その場で解散したあと、ジルコーレはマルシェルに近づいて小声で語りかけた。
周りに聞こえないささやきでの会話が始まる。
(騎士のお嬢さんの横暴については巫子様に報告しないのかえ?)
魔術師の女性は伏し目がちになった。
(……シャンテ様はとても寛大でお優しいお方です。ですから今回の不祥事はお赦しになるでしょう。それに、もし教会本部にこの一件を報告したところで”革新派”に揉み消されるだけです。今はどの巫子にも一人は彼女の同志が付いています。彼ら彼女らも同じように堂々と横暴を働いているのです。いずれにせよ私一人ではどうすることも……)
彼女は拳をギュッと握りしめていた。
(そうか……。おぬしも大変な立場におるのう。じゃが、ルーンティア様やクレティア様はおぬしのような純粋に教会を想う者を常に見守り、微笑みかけているはずじゃ。どれだけ理不尽な目にあっても、自分を見失わずに己の信仰を貫きなされよ。それがルーンティア教、ひいてはこの国の為になるんじゃ。矜持を捨てるでないぞ)

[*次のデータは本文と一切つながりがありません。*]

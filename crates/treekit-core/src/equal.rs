//! Deep and shallow equality
//!
//! Deep equality rules, evaluated in order:
//! 1. different `typeof`: not equal
//! 2. either is null: equal iff both are null
//! 3. dates: same epoch millisecond
//! 4. arrays: same length, pairwise deep-equal; never equal to a non-array
//! 5. sets: same size, every member of `a` is a member of `b` (under
//!    structural membership, each member of `b` pairs with at most one of `a`)
//! 6. maps: same size, every key of `a` present in `b` with a deep-equal value
//! 7. plain objects: same key set, every value deep-equal
//! 8. anything else: strict equality
//!
//! Pairs of containers already being compared higher up are assumed equal,
//! which keeps cyclic inputs from recursing forever.

use crate::ancestry::Ancestry;
use crate::value::Value;

/// How set members are matched against the other set.
#[derive(Debug, Clone, Copy, PartialEq, Eq, Default)]
pub enum Membership {
    /// Host `Set.has` semantics: primitives by value, handles by identity.
    #[default]
    Identity,
    /// A member matches any deep-equal member of the other set.
    Structural,
}

/// Knobs for [`deep_equal_with`].
#[derive(Debug, Clone, Copy, PartialEq, Eq, Default)]
pub struct EqualOptions {
    pub set_membership: Membership,
}

/// Host `===`: primitives by value, dates by instant, handles by identity.
pub fn strict_equal(a: &Value, b: &Value) -> bool {
    match (a, b) {
        (Value::Undefined, Value::Undefined) | (Value::Null, Value::Null) => true,
        (Value::Bool(x), Value::Bool(y)) => x == y,
        (Value::Number(x), Value::Number(y)) => x == y,
        (Value::String(x), Value::String(y)) => x == y,
        (Value::Date(x), Value::Date(y)) => x == y,
        _ => a.same_ref(b),
    }
}

/// Like [`strict_equal`] except NaN equals NaN. Used for set membership and
/// map key lookup.
pub fn same_value_zero(a: &Value, b: &Value) -> bool {
    match (a, b) {
        (Value::Number(x), Value::Number(y)) => x == y || (x.is_nan() && y.is_nan()),
        _ => strict_equal(a, b),
    }
}

/// Structural equality with default options.
pub fn deep_equal(a: &Value, b: &Value) -> bool {
    deep_equal_with(a, b, &EqualOptions::default())
}

/// Structural equality.
pub fn deep_equal_with(a: &Value, b: &Value, options: &EqualOptions) -> bool {
    Comparer {
        options,
        ancestry: Ancestry::new(),
    }
    .equal(a, b)
}

struct Comparer<'a> {
    options: &'a EqualOptions,
    ancestry: Ancestry<(usize, usize), ()>,
}

impl Comparer<'_> {
    fn equal(&mut self, a: &Value, b: &Value) -> bool {
        if a.typeof_name() != b.typeof_name() {
            return false;
        }

        match (a, b) {
            (Value::Null, _) | (_, Value::Null) => matches!((a, b), (Value::Null, Value::Null)),

            (Value::Date(x), Value::Date(y)) => x.timestamp_millis() == y.timestamp_millis(),

            (Value::Array(x), Value::Array(y)) => self.nested(x.addr(), y.addr(), |this| {
                let (xs, ys) = (x.to_vec(), y.to_vec());
                xs.len() == ys.len() && xs.iter().zip(&ys).all(|(p, q)| this.equal(p, q))
            }),
            (Value::Array(_), _) | (_, Value::Array(_)) => false,

            (Value::Set(x), Value::Set(y)) => self.nested(x.addr(), y.addr(), |this| {
                let (xs, ys) = (x.values(), y.values());
                xs.len() == ys.len() && this.members(&xs, &ys)
            }),

            (Value::Map(x), Value::Map(y)) => self.nested(x.addr(), y.addr(), |this| {
                x.len() == y.len()
                    && x.entries().iter().all(|(key, value)| match y.get(key) {
                        Some(other) => this.equal(value, &other),
                        None => false,
                    })
            }),

            (Value::Object(x), Value::Object(y)) => self.nested(x.addr(), y.addr(), |this| {
                x.len() == y.len()
                    && x.entries().iter().all(|(key, value)| match y.get(key) {
                        Some(other) => this.equal(value, &other),
                        None => false,
                    })
            }),

            _ => strict_equal(a, b),
        }
    }

    fn nested(&mut self, a: usize, b: usize, compare: impl FnOnce(&mut Self) -> bool) -> bool {
        if self.ancestry.any(|pair, _| *pair == (a, b)) {
            return true;
        }
        self.ancestry.push((a, b), ());
        let equal = compare(self);
        self.ancestry.pop();
        equal
    }

    fn members(&mut self, xs: &[Value], ys: &[Value]) -> bool {
        let membership = self.options.set_membership;
        match membership {
            Membership::Identity => xs
                .iter()
                .all(|item| ys.iter().any(|candidate| same_value_zero(item, candidate))),
            Membership::Structural => {
                let mut unmatched: Vec<&Value> = ys.iter().collect();
                for item in xs {
                    match unmatched.iter().position(|candidate| self.equal(item, candidate)) {
                        Some(i) => {
                            unmatched.swap_remove(i);
                        }
                        None => return false,
                    }
                }
                true
            }
        }
    }
}

/// One-level equality.
///
/// Values of the same `typeof` that are the same handle (or strictly equal
/// primitives) are equal without further work. Containers of the same kind
/// are equal when they have the same own keys (indices, keys, members or map
/// keys) and each pair of values is strictly equal.
pub fn shallow_equal(a: &Value, b: &Value) -> bool {
    if a.typeof_name() != b.typeof_name() {
        return false;
    }
    if matches!(a, Value::Null) || matches!(b, Value::Null) {
        return matches!((a, b), (Value::Null, Value::Null));
    }
    if strict_equal(a, b) {
        return true;
    }

    match (a, b) {
        (Value::Array(x), Value::Array(y)) => {
            let (xs, ys) = (x.to_vec(), y.to_vec());
            xs.len() == ys.len() && xs.iter().zip(&ys).all(|(p, q)| strict_equal(p, q))
        }
        (Value::Object(x), Value::Object(y)) => {
            x.len() == y.len()
                && x
                    .entries()
                    .iter()
                    .all(|(key, value)| y.get(key).is_some_and(|other| strict_equal(value, &other)))
        }
        (Value::Set(x), Value::Set(y)) => {
            x.len() == y.len() && x.values().iter().all(|item| y.contains(item))
        }
        (Value::Map(x), Value::Map(y)) => {
            x.len() == y.len()
                && x
                    .entries()
                    .iter()
                    .all(|(key, value)| y.get(key).is_some_and(|other| strict_equal(value, &other)))
        }
        _ => false,
    }
}
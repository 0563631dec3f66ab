//! Chain of containers currently being visited by a recursive walk.
//!
//! Only ancestors are on the chain: a frame is pushed when the walk enters a
//! container and popped when it leaves, so shared siblings in an acyclic tree
//! are never mistaken for back-references.

pub(crate) struct Ancestry<K, T> {
    frames: Vec<(K, T)>,
}

impl<K: PartialEq, T> Ancestry<K, T> {
    pub(crate) fn new() -> Self {
        Self { frames: Vec::new() }
    }

    /// Innermost frame entered with `key`.
    pub(crate) fn find(&self, key: &K) -> Option<&T> {
        self.frames
            .iter()
            .rev()
            .find(|(k, _)| k == key)
            .map(|(_, data)| data)
    }

    pub(crate) fn any(&self, pred: impl Fn(&K, &T) -> bool) -> bool {
        self.frames.iter().any(|(k, data)| pred(k, data))
    }

    pub(crate) fn push(&mut self, key: K, data: T) {
        self.frames.push((key, data));
    }

    pub(crate) fn pop(&mut self) {
        self.frames.pop();
    }
}

#[cfg(test)]
mod tests {
    use super::*;

    #[test]
    fn test_find_returns_innermost_frame() {
        let mut chain: Ancestry<usize, &str> = Ancestry::new();
        chain.push(1, "outer");
        chain.push(2, "middle");
        chain.push(1, "inner");

        assert_eq!(chain.find(&1), Some(&"inner"));
        chain.pop();
        assert_eq!(chain.find(&1), Some(&"outer"));
        assert!(chain.find(&3).is_none());
    }

    #[test]
    fn test_any_sees_every_frame() {
        let mut chain: Ancestry<(usize, usize), ()> = Ancestry::new();
        chain.push((1, 2), ());
        chain.push((3, 4), ());

        assert!(chain.any(|pair, _| *pair == (1, 2)));
        assert!(!chain.any(|pair, _| *pair == (2, 1)));
    }
}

素性のよくわからない老人から励まされたことに驚きを感じつつも、マルシェルは穏やかな笑みで彼に応えた。
一行は昼過ぎまで休み、昼食をとって一息してから旅支度をした。
「のお、巫子様達。これもなにかの縁じゃ。わしも一緒について行ってはいかんかの? わしもちょうど南を目指しているんじゃよ」
シャンテはそれを聞くと二つ返事で受けた。
「はい。旅は道連れ世は情けとも言いますし、ご一緒しましょうか。いいですね。サランサ、マルシェル」
教会のお供二人は黙って頷いた。
旅のメンバーはシャンテ、サランサ、マルシェル、ファイセル、リーリンカ、ジルコーレの6人となった。
軽めの旅にしては随分な大所帯である。
チームとして意思疎通や連携が取れるギリギリに近い人数と言ったところだ。
しかも、立場が違う人間が入り混じっている。
ファイセルは一抹の不安を感じながら他のメンバーとヨーグの森へと入っていった。
G・A・Qを撃破した後の森は平和そのものだった。
きっとアテラ・サウルス達は逃げて散り散りになったのだろう。
念のために警戒を解かないで森を進んでいくと、森の中で見たこともない生物を見かけた。
「……刺激しないように静かにしゃがむんじゃ!!」
ジルコーレの指示でその場の全員が草の茂みにしゃがみこんだ。
リーリンカはマントの中から双眼鏡を取り出してわずかに背伸びして謎の生物を観察した。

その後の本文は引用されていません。